Exercise requirements: The output should consist solely of the lines running from the one that contains "let prev = ramp_block(-512.0);" through the end of the records below, copied exactly.
------ Raw data ------
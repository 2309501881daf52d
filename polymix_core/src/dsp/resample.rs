//! Fixed-point resampling kernels.
//!
//! Each kernel reads one channel of the current source block (`src`, one granule long)
//! and may look back into the previous block (`prev`) for interpolation taps that fall
//! before index 0. The cursor is a 44.20 fixed-point position inside `src`; callers
//! guarantee that `(offset + (count - 1) * step) >> 20` stays inside the block.

use crate::config::ResamplerKind;
use crate::constants::{FIXPOINT_FRAC_BITS, FIXPOINT_FRAC_MASK, FIXPOINT_FRAC_MUL};

const FRAC_SCALE: f32 = 1.0 / FIXPOINT_FRAC_MUL as f32;

/// Resample `dst.len()` output samples starting at fixed-point `offset`.
#[inline]
pub fn resample(
    kind: ResamplerKind,
    src: &[f32],
    prev: &[f32],
    dst: &mut [f32],
    offset: u64,
    step: u64,
) {
    match kind {
        ResamplerKind::Point => resample_point(src, dst, offset, step),
        ResamplerKind::Linear => resample_linear(src, prev, dst, offset, step),
        ResamplerKind::CatmullRom => resample_catmull_rom(src, prev, dst, offset, step),
    }
}

pub fn resample_point(src: &[f32], dst: &mut [f32], offset: u64, step: u64) {
    let mut pos = offset;
    for out in dst.iter_mut() {
        *out = src[(pos >> FIXPOINT_FRAC_BITS) as usize];
        pos += step;
    }
}

pub fn resample_linear(src: &[f32], prev: &[f32], dst: &mut [f32], offset: u64, step: u64) {
    let tail = prev[prev.len() - 1];
    let mut pos = offset;
    for out in dst.iter_mut() {
        let p = (pos >> FIXPOINT_FRAC_BITS) as usize;
        let f = (pos & FIXPOINT_FRAC_MASK) as f32 * FRAC_SCALE;
        let s1 = if p == 0 { tail } else { src[p - 1] };
        let s2 = src[p];
        *out = s1 + (s2 - s1) * f;
        pos += step;
    }
}

pub fn resample_catmull_rom(src: &[f32], prev: &[f32], dst: &mut [f32], offset: u64, step: u64) {
    let block = prev.len();
    // Tap `back` samples behind `p`, reaching into the previous block when needed.
    let tap = |p: usize, back: usize| -> f32 {
        if p < back { prev[block + p - back] } else { src[p - back] }
    };
    let mut pos = offset;
    for out in dst.iter_mut() {
        let p = (pos >> FIXPOINT_FRAC_BITS) as usize;
        let f = (pos & FIXPOINT_FRAC_MASK) as f32 * FRAC_SCALE;
        *out = catmull_rom(f, tap(p, 3), tap(p, 2), tap(p, 1), src[p]);
        pos += step;
    }
}

/// Catmull-Rom spline between `p1` and `p2` at `t` in [0, 1).
#[inline]
pub fn catmull_rom(t: f32, p0: f32, p1: f32, p2: f32, p3: f32) -> f32 {
    0.5 * ((2.0 * p1)
        + (-p0 + p2) * t
        + (2.0 * p0 - 5.0 * p1 + 4.0 * p2 - p3) * t * t
        + (-p0 + 3.0 * p1 - 3.0 * p2 + p3) * t * t * t)
}

#[cfg(test)]
mod tests {
    use super::*;
    use crate::constants::SAMPLE_GRANULARITY;

    fn ramp_block(start: f32) -> Vec<f32> {
        (0..SAMPLE_GRANULARITY).map(|i| start + i as f32).collect()
    }

    #[test]
    fn test_point_picks_floor_sample() {
        let src = ramp_block(0.0);
        let mut dst = [0.0f32; 4];
        // Step of 1.5 samples.
        resample_point(&src, &mut dst, 0, FIXPOINT_FRAC_MUL * 3 / 2);
        assert_eq!(dst, [0.0, 1.0, 3.0, 4.0]);
    }

    #[test]
    fn test_linear_uses_previous_block_tail_at_boundary() {
        let prev = ramp_block(-(SAMPLE_GRANULARITY as f32));
        let src = ramp_block(0.0);
        let mut dst = [0.0f32; 3];
        // Half-sample step starting at position 0.
        resample_linear(&src, &prev, &mut dst, 0, FIXPOINT_FRAC_MUL / 2);
        // Position 0.0 blends prev tail (-1) towards src[0] with weight 0.
        assert_eq!(dst[0], -1.0);
        assert_eq!(dst[1], -0.5);
        assert_eq!(dst[2], 0.0);
    }

    #[test]
    fn test_linear_unity_step_is_one_sample_delay() {
        let prev = vec![0.0; SAMPLE_GRANULARITY];
        let src = ramp_block(10.0);
        let mut dst = [0.0f32; 4];
        resample_linear(&src, &prev, &mut dst, 0, FIXPOINT_FRAC_MUL);
        assert_eq!(dst, [0.0, 10.0, 11.0, 12.0]);
    }

    #[test]
    fn test_catmull_rom_preserves_constant_signal() {
        let prev = vec![0.25; SAMPLE_GRANULARITY];
        let src = vec![0.25; SAMPLE_GRANULARITY];
        let mut dst = [0.0f32; 64];
        resample_catmull_rom(&src, &prev, &mut dst, 0, FIXPOINT_FRAC_MUL * 7 / 3);
        for v in dst {
            assert!((v - 0.25).abs() < 1e-6);
        }
    }

    #[test]
    fn test_catmull_rom_hits_control_points() {
        assert_eq!(catmull_rom(0.0, 9.0, 2.0, 5.0, -3.0), 2.0);
        assert!((catmull_rom(1.0, 9.0, 2.0, 5.0, -3.0) - 5.0).abs() < 1e-5);
    }

    #[test]
    fn test_dispatch_matches_kernels() {
        let prev = ramp_block(-512.0);
        let src = ramp_block(0.0);
        let mut a = [0.0f32; 8];
        let mut b = [0.0f32; 8];
        resample(ResamplerKind::Linear, &src, &prev, &mut a, 3, FIXPOINT_FRAC_MUL / 3);
        resample_linear(&src, &prev, &mut b, 3, FIXPOINT_FRAC_MUL / 3);
        assert_eq!(a, b);
    }
}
------
Completed task:
        let prev = ramp_block(-512.0);
        let src = ramp_block(0.0);
        let mut a = [0.0f32; 8];
        let mut b = [0.0f32; 8];
        resample(ResamplerKind::Linear, &src, &prev, &mut a, 3, FIXPOINT_FRAC_MUL / 3);
        resample_linear(&src, &prev, &mut b, 3, FIXPOINT_FRAC_MUL / 3);
        assert_eq!(a, b);
    }
}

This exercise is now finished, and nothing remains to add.